[[ Listed entries, beginning ]]

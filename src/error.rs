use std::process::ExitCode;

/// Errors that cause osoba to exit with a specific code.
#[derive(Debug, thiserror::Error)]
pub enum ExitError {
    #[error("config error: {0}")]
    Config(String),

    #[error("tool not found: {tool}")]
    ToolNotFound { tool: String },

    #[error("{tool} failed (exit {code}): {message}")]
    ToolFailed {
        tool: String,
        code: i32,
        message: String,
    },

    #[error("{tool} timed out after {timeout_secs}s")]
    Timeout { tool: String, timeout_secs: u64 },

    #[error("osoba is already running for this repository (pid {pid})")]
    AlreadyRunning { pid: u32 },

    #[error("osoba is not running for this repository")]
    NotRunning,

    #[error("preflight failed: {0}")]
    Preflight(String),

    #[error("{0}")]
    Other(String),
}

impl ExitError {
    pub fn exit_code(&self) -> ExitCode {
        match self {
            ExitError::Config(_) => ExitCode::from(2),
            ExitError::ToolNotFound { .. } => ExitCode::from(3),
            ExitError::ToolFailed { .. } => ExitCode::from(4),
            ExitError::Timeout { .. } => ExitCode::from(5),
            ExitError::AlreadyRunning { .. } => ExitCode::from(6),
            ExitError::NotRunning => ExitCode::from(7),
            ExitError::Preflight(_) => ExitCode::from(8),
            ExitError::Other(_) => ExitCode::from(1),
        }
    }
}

[[ Listed entries, end ]]
[[ Listed entries, beginning ]]

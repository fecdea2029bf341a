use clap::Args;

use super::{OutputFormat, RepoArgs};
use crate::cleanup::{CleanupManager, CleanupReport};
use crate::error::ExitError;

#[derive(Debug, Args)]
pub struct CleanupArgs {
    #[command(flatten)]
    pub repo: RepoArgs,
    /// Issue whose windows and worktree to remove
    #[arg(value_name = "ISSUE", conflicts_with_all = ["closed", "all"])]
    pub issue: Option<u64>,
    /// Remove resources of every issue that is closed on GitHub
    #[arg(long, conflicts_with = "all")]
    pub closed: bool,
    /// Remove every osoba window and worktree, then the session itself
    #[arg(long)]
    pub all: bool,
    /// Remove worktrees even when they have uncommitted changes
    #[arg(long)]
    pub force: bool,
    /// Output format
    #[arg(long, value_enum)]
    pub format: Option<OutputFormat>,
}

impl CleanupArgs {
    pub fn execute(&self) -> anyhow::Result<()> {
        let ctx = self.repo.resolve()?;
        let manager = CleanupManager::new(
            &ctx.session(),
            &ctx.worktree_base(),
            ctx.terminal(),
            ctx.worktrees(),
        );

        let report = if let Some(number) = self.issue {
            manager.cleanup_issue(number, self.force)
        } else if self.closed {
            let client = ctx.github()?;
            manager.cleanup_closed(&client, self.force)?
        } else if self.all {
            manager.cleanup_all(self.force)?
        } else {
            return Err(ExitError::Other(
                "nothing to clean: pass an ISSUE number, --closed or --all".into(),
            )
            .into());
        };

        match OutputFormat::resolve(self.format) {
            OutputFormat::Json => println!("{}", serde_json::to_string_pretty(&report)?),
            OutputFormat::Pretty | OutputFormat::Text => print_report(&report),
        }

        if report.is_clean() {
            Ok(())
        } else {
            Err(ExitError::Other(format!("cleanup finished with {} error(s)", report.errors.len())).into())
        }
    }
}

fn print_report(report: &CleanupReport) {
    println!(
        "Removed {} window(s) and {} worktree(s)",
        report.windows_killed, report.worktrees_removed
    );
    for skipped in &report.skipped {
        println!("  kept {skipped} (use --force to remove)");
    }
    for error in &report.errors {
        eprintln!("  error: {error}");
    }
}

[[ Listed entries, end ]]

### Exercise
Would you please return all lines of the data that include the word "long"?

### Solution
    #[arg(long, conflicts_with = "all")]
    #[arg(long)]
    #[arg(long)]
    #[arg(long, value_enum)]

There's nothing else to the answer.